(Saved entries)
-=-=-

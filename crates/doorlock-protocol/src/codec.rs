//! Tokio codec for the newline-delimited serial protocol.
//!
//! `LineCodec` decodes host lines into [`HostReply`] values and encodes
//! [`OutboundMessage`] values with their terminator. It can drive a
//! `tokio_util::codec::Framed` stream, or be fed a [`BytesMut`] directly from
//! a polling loop since `decode` never blocks.
//!
//! # DoS Protection
//!
//! Lines longer than the configured maximum are rejected with
//! [`ProtocolError::LineTooLong`]. The codec then discards input up to and
//! including the next newline before decoding resumes.
//!
//! # Examples
//!
//! ```
//! use bytes::BytesMut;
//! use tokio_util::codec::Decoder;
//! use doorlock_protocol::{HostReply, LineCodec};
//!
//! let mut codec = LineCodec::new();
//! let mut buf = BytesMut::from("MAT");
//! assert_eq!(codec.decode(&mut buf).unwrap(), None);
//!
//! buf.extend_from_slice(b"CH\r\n");
//! assert_eq!(codec.decode(&mut buf).unwrap(), Some(HostReply::Match));
//! ```

use bytes::{Buf, BufMut, BytesMut};
use tokio_util::codec::{Decoder, Encoder};

use crate::{HostReply, OutboundMessage, ProtocolError, Result};

/// Default maximum line length in bytes, excluding the terminator.
const DEFAULT_MAX_LINE_LENGTH: usize = 256;

/// Newline-delimited codec for controller/host traffic.
#[derive(Debug)]
pub struct LineCodec {
    /// Bytes already scanned for a newline, so each byte is scanned once.
    next_index: usize,

    max_line_length: usize,

    /// Set after an oversize line until its terminator has been skipped.
    discarding: bool,
}

impl LineCodec {
    /// Create a codec with the default 256 byte line limit.
    pub fn new() -> Self {
        Self::with_max_line_length(DEFAULT_MAX_LINE_LENGTH)
    }

    /// Create a codec with a custom line limit.
    pub fn with_max_line_length(max_line_length: usize) -> Self {
        Self {
            next_index: 0,
            max_line_length,
            discarding: false,
        }
    }

    pub fn max_line_length(&self) -> usize {
        self.max_line_length
    }

    fn parse_line(line: &[u8]) -> Result<Option<HostReply>> {
        let text = std::str::from_utf8(line).map_err(|_| ProtocolError::InvalidUtf8)?;
        let text = text.trim();
        if text.is_empty() {
            return Ok(None);
        }
        Ok(Some(HostReply::parse(text)))
    }
}

impl Default for LineCodec {
    fn default() -> Self {
        Self::new()
    }
}

impl Decoder for LineCodec {
    type Item = HostReply;
    type Error = ProtocolError;

    fn decode(&mut self, src: &mut BytesMut) -> Result<Option<HostReply>> {
        loop {
            let newline = src[self.next_index..].iter().position(|b| *b == b'\n');

            match (self.discarding, newline) {
                (true, Some(offset)) => {
                    src.advance(self.next_index + offset + 1);
                    self.discarding = false;
                    self.next_index = 0;
                }
                (true, None) => {
                    src.clear();
                    self.next_index = 0;
                    return Ok(None);
                }
                (false, Some(offset)) => {
                    let end = self.next_index + offset;
                    self.next_index = 0;
                    let line = src.split_to(end + 1);
                    let line = &line[..end];

                    if line.len() > self.max_line_length {
                        return Err(ProtocolError::LineTooLong {
                            length: line.len(),
                            max: self.max_line_length,
                        });
                    }

                    // Blank lines carry nothing; keep scanning.
                    if let Some(reply) = Self::parse_line(line)? {
                        return Ok(Some(reply));
                    }
                }
                (false, None) if src.len() > self.max_line_length => {
                    let length = src.len();
                    src.clear();
                    self.next_index = 0;
                    self.discarding = true;
                    return Err(ProtocolError::LineTooLong {
                        length,
                        max: self.max_line_length,
                    });
                }
                (false, None) => {
                    self.next_index = src.len();
                    return Ok(None);
                }
            }
        }
    }

    fn decode_eof(&mut self, src: &mut BytesMut) -> Result<Option<HostReply>> {
        if let Some(reply) = self.decode(src)? {
            return Ok(Some(reply));
        }

        if src.is_empty() || self.discarding {
            src.clear();
            return Ok(None);
        }

        // Trailing line without a terminator.
        let line = src.split();
        self.next_index = 0;
        Self::parse_line(&line)
    }
}

impl Encoder<OutboundMessage> for LineCodec {
    type Error = ProtocolError;

    fn encode(&mut self, item: OutboundMessage, dst: &mut BytesMut) -> Result<()> {
        let line = item.encode_line();
        dst.reserve(line.len());
        dst.put_slice(line.as_bytes());
        Ok(())
    }
}

#[cfg(test)]
mod tests {
    use super::*;

    #[test]
    fn test_decode_multiple_lines() {
        let mut codec = LineCodec::new();
        let mut buf = BytesMut::from("MATCH\nNO_MATCH\n");

        assert_eq!(codec.decode(&mut buf).unwrap(), Some(HostReply::Match));
        assert_eq!(codec.decode(&mut buf).unwrap(), Some(HostReply::NoMatch));
        assert_eq!(codec.decode(&mut buf).unwrap(), None);
        assert!(buf.is_empty());
    }

    #[test]
    fn test_decode_skips_blank_lines() {
        let mut codec = LineCodec::new();
        let mut buf = BytesMut::from("\r\n\n  \nERROR\n");

        assert_eq!(codec.decode(&mut buf).unwrap(), Some(HostReply::Error));
    }

    #[test]
    fn test_decode_partial_line_waits() {
        let mut codec = LineCodec::new();
        let mut buf = BytesMut::from("NO_LIS");

        assert_eq!(codec.decode(&mut buf).unwrap(), None);
        assert_eq!(buf.len(), 6);

        buf.extend_from_slice(b"TING\n");
        assert_eq!(codec.decode(&mut buf).unwrap(), Some(HostReply::NoListing));
    }

    #[test]
    fn test_oversize_line_is_discarded() {
        let mut codec = LineCodec::with_max_line_length(8);
        let mut buf = BytesMut::from("AAAAAAAAAAAA");

        assert!(matches!(
            codec.decode(&mut buf),
            Err(ProtocolError::LineTooLong { length: 12, max: 8 })
        ));

        buf.extend_from_slice(b"AAAA\nMATCH\n");
        assert_eq!(codec.decode(&mut buf).unwrap(), Some(HostReply::Match));
    }

    #[test]
    fn test_oversize_complete_line_is_rejected() {
        let mut codec = LineCodec::with_max_line_length(4);
        let mut buf = BytesMut::from("NO_MATCH\nLOCK\n");

        assert!(codec.decode(&mut buf).is_err());
        assert_eq!(codec.decode(&mut buf).unwrap(), Some(HostReply::Lock));
    }

    #[test]
    fn test_invalid_utf8() {
        let mut codec = LineCodec::new();
        let mut buf = BytesMut::from(&b"\xff\xfe\n"[..]);

        assert!(matches!(
            codec.decode(&mut buf),
            Err(ProtocolError::InvalidUtf8)
        ));
    }

    #[test]
    fn test_decode_eof_flushes_trailing_line() {
        let mut codec = LineCodec::new();
        let mut buf = BytesMut::from("LOCK");

        assert_eq!(codec.decode_eof(&mut buf).unwrap(), Some(HostReply::Lock));
        assert!(buf.is_empty());
    }

    #[test]
    fn test_encode() {
        let mut codec = LineCodec::new();
        let mut buf = BytesMut::new();

        codec.encode(OutboundMessage::Obstruction, &mut buf).unwrap();
        codec
            .encode(
                OutboundMessage::Code {
                    passcode: "1234".to_string(),
                },
                &mut buf,
            )
            .unwrap();

        assert_eq!(&buf[..], b"ULTRA:1\nCODE:1234\n");
    }
}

-=-=-

- [About this task] Restate, word for word and with nothing added, the lines from the beginning of the records above through the line that contains "can drive a".

- [Expected answer]
filename crates/doorlock-protocol/src/codec.rs
//! Tokio codec for the newline-delimited serial protocol.
//!
//! `LineCodec` decodes host lines into [`HostReply`] values and encodes
//! [`OutboundMessage`] values with their terminator. It can drive a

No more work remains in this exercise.